_Source records_
^^^^^^^^^^^^^^^^
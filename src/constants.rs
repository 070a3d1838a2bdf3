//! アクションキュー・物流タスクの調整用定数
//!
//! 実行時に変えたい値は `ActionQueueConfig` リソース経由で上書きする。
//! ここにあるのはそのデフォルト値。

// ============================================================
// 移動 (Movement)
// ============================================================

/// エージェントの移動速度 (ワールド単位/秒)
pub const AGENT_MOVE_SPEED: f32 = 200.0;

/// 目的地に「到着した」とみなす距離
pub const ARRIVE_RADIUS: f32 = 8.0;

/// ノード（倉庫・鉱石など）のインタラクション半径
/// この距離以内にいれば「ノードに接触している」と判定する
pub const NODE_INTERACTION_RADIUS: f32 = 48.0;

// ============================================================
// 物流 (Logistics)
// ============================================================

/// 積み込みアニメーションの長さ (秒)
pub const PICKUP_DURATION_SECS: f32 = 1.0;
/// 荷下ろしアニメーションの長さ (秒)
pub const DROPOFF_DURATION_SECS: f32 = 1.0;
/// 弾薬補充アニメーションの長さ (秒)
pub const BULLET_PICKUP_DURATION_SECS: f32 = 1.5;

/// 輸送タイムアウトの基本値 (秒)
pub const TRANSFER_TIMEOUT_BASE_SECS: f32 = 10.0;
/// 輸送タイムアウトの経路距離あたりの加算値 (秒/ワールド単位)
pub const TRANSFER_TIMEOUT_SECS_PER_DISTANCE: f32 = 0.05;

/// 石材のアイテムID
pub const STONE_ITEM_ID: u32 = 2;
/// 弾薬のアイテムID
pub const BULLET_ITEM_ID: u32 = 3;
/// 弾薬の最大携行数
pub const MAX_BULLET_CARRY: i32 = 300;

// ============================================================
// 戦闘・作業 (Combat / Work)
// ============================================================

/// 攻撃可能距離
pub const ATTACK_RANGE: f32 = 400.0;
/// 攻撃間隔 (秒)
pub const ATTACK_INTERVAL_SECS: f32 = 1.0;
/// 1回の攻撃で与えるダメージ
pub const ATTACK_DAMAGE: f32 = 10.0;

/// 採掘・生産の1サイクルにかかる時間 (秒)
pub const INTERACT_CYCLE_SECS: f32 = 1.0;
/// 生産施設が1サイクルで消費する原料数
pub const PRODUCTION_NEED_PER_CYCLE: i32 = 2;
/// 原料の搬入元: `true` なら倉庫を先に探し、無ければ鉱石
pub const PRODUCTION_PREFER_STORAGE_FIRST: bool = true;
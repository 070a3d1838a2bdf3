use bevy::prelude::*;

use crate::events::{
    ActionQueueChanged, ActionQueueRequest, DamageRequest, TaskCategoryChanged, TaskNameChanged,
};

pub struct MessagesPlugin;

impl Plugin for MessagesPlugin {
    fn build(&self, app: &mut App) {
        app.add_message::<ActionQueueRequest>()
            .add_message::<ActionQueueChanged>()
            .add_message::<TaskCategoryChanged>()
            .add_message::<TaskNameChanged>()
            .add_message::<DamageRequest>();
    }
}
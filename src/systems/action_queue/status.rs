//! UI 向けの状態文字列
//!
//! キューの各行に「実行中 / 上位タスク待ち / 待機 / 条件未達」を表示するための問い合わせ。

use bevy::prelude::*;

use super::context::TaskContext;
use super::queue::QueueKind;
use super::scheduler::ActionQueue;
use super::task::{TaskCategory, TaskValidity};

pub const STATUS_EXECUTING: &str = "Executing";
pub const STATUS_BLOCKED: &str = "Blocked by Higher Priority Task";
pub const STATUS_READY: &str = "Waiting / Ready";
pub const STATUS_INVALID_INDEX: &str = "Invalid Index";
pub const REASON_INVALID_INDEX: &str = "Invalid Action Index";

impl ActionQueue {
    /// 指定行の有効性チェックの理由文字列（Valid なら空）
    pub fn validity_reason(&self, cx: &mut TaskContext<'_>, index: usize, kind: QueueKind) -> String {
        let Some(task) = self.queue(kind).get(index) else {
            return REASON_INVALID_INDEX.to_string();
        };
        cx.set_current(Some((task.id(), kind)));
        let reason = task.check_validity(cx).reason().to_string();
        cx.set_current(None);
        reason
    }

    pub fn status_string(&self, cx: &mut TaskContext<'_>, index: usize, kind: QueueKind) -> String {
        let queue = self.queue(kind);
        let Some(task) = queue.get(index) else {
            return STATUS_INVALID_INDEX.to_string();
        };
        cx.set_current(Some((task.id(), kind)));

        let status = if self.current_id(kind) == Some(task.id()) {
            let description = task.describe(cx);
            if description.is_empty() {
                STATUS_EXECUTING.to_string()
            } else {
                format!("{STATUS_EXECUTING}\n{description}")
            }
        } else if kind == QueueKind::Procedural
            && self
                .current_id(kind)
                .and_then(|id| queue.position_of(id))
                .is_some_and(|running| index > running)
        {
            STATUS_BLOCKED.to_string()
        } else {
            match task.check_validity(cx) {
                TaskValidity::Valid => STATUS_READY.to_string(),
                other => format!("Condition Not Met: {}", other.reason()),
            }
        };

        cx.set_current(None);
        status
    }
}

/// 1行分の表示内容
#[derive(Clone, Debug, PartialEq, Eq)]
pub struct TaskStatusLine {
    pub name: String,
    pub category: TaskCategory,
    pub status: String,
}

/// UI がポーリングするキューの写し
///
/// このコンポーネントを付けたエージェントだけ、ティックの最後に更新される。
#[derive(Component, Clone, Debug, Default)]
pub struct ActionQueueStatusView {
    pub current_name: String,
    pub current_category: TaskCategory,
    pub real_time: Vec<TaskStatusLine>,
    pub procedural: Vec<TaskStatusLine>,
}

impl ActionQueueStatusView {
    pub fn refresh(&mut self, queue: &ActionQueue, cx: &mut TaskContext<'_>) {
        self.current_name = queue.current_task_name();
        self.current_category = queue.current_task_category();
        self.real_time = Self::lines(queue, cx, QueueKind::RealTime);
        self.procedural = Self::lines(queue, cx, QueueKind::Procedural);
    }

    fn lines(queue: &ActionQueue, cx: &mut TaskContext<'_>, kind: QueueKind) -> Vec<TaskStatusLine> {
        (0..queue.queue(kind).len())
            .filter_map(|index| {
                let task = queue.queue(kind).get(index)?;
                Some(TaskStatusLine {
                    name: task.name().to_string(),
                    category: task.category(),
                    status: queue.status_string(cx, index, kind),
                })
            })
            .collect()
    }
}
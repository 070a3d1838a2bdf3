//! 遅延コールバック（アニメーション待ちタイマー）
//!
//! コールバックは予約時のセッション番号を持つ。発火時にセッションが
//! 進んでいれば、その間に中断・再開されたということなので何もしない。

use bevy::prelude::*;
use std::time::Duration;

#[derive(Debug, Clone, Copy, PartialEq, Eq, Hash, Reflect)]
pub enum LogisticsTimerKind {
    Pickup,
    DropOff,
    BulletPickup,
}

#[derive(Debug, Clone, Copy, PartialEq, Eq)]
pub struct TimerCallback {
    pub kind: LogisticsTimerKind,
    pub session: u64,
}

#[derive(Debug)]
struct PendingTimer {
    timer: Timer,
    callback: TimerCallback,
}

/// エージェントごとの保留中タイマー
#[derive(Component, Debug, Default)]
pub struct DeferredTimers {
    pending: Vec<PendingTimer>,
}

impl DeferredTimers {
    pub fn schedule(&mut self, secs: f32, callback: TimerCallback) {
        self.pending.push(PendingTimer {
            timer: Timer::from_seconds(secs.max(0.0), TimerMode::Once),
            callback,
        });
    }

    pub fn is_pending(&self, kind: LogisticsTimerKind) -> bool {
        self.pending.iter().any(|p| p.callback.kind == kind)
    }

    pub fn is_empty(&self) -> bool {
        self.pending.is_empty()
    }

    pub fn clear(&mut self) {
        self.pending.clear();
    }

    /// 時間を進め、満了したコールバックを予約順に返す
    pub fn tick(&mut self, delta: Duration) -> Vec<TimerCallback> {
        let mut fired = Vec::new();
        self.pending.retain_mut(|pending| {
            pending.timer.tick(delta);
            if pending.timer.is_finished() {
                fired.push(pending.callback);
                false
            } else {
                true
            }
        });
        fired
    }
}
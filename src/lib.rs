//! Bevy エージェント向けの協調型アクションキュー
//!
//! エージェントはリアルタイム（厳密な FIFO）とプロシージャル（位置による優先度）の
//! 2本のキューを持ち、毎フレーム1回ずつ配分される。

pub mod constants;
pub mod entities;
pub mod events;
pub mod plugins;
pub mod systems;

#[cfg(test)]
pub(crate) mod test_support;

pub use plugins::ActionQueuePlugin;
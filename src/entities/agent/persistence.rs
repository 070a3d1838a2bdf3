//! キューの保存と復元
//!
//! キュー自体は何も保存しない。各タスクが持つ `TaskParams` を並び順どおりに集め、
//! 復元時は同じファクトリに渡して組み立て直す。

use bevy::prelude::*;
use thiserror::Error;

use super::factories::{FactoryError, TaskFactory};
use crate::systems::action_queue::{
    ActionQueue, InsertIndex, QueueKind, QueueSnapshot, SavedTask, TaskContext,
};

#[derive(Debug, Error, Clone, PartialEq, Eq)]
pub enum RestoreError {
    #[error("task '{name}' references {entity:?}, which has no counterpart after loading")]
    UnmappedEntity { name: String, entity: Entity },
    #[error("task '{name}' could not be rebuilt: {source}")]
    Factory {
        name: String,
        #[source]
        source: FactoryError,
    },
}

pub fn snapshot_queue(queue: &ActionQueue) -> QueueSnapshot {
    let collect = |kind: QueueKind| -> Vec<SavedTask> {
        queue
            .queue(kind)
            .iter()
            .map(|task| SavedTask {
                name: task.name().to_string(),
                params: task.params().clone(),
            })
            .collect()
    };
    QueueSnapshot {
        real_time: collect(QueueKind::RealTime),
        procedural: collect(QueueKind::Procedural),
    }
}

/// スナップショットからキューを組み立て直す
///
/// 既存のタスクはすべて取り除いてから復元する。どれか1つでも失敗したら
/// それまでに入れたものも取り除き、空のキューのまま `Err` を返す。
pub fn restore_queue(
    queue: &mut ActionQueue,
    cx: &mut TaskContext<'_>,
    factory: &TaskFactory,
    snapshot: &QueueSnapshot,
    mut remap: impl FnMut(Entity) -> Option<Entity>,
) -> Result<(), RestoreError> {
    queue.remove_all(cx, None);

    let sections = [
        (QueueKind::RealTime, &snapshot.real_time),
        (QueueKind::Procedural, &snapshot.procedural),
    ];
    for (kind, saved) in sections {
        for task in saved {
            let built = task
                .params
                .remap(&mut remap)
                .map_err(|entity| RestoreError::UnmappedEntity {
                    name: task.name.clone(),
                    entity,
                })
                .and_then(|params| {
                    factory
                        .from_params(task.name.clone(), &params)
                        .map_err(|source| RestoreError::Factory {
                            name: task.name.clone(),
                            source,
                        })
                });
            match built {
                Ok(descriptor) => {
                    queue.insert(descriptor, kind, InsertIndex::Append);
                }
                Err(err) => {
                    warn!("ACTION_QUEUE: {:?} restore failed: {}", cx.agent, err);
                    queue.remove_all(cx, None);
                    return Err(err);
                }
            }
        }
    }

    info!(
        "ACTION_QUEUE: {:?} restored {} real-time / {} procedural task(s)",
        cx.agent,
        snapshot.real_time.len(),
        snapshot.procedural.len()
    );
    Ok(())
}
^^^^^^^^^^^^^^^^
Report how many lines in the listing above hold the string "Copy", giving the number and no other words.

_Solution for this problem_
2